Hiç bilmeyen biri bile rahmetli Kadir Mısıroğlu’nun bu alandaki gerek kitap gerekse sohbetlerine kulak vermesi yeterlidir.

Bende bu konuda bir çok makale kaleme aldım.[1]

Lozanda verilen sahte irade ile bin yıllık gerçekler yok edildi.
Nitekim Necip Fazıl’ın çıkardığı Büyük Doğu mecmuasındaki belgede;

“Nihaî Vesika
Lozan Muahedesinden sonra, İngiltere Avam Kamarasında, “Türklerin istiklâlini niçin tanıdınız?” diye yükselen itirazlara, Lord Gürzon’un verdiği cevap:
“İşte asıl bundan sonraki Türkler bir daha eski satvet ve şevketlerine kavuşamayacaklardır.
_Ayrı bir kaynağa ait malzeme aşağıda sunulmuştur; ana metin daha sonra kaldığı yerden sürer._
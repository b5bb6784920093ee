//! In-memory transport for protocol-level tests.
//!
//! [`LoopbackTransport`] records every frame the engine sends so tests can
//! inspect outbound traffic, and lets tests inject inbound frames straight
//! into the installed handler without any I/O.

use std::sync::atomic::{AtomicUsize, Ordering};
use std::sync::{Arc, Mutex as StdMutex};

use async_trait::async_trait;
use bytes::Bytes;
use tokio::sync::{Mutex as TokioMutex, mpsc};

use crate::error::TransportResult;
use crate::traits::{FrameHandler, Transport, TransportKind, TransportState};

/// A transport that loops frames through channels instead of I/O.
pub struct LoopbackTransport {
    handler: StdMutex<Option<FrameHandler>>,
    sent_tx: mpsc::UnboundedSender<Bytes>,
    sent_rx: TokioMutex<mpsc::UnboundedReceiver<Bytes>>,
    sent_count: AtomicUsize,
}

impl std::fmt::Debug for LoopbackTransport {
    fn fmt(&self, f: &mut std::fmt::Formatter<'_>) -> std::fmt::Result {
        f.debug_struct("LoopbackTransport")
            .field("sent_count", &self.sent_count)
            .finish()
    }
}

impl Default for LoopbackTransport {
    fn default() -> Self {
        Self::new()
    }
}

impl LoopbackTransport {
    /// Create a loopback transport.
    #[must_use]
    pub fn new() -> Self {
        let (sent_tx, sent_rx) = mpsc::unbounded_channel();
        Self {
            handler: StdMutex::new(None),
            sent_tx,
            sent_rx: TokioMutex::new(sent_rx),
            sent_count: AtomicUsize::new(0),
        }
    }

    /// Await the next frame the engine sent.
    ///
    /// # Panics
    ///
    /// Panics if the transport was dropped without sending.
    pub async fn next_sent(&self) -> Bytes {
        let frame = self
            .sent_rx
            .lock()
            .await
            .recv()
            .await
            .expect("loopback transport closed");
        self.sent_count.fetch_sub(1, Ordering::SeqCst);
        frame
    }

    /// Whether any sent frames are waiting to be consumed.
    #[must_use]
    pub fn sent_is_empty(&self) -> bool {
        self.sent_count.load(Ordering::SeqCst) == 0
    }

    /// Push an inbound frame through the installed handler, returning the
    /// handler's reply frame.
    pub async fn inject(&self, frame: impl Into<Bytes>) -> Option<String> {
        let handler = self
            .handler
            .lock()
            .expect("handler mutex poisoned")
            .clone()?;
        handler(frame.into()).await
    }
}

#[async_trait]
impl Transport for LoopbackTransport {
    fn kind(&self) -> TransportKind {
        TransportKind::Stdio
    }

    async fn state(&self) -> TransportState {
        TransportState::Connected
    }

    fn set_handler(&self, handler: FrameHandler) {
        *self.handler.lock().expect("handler mutex poisoned") = Some(handler);
    }

    async fn connect(&self) -> TransportResult<()> {
        Ok(())
    }

    async fn disconnect(&self) -> TransportResult<()> {
        Ok(())
    }

    async fn send(&self, frame: Bytes) -> TransportResult<()> {
        self.sent_count.fetch_add(1, Ordering::SeqCst);
        let _ = self.sent_tx.send(frame);
        Ok(())
    }
}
Zira biz onları, mâneviyat ve ruh cephelerinden öldürmüş bulunuyoruz.

Yani Mustafa Kemal ve İsmet’in verdikleri karar, Türk milletini İslâmiyet ve din cihetinden öldürmek kararıdır.”
Artık bunun üzerine herşey ap açık anlaşılıyor, değil mi?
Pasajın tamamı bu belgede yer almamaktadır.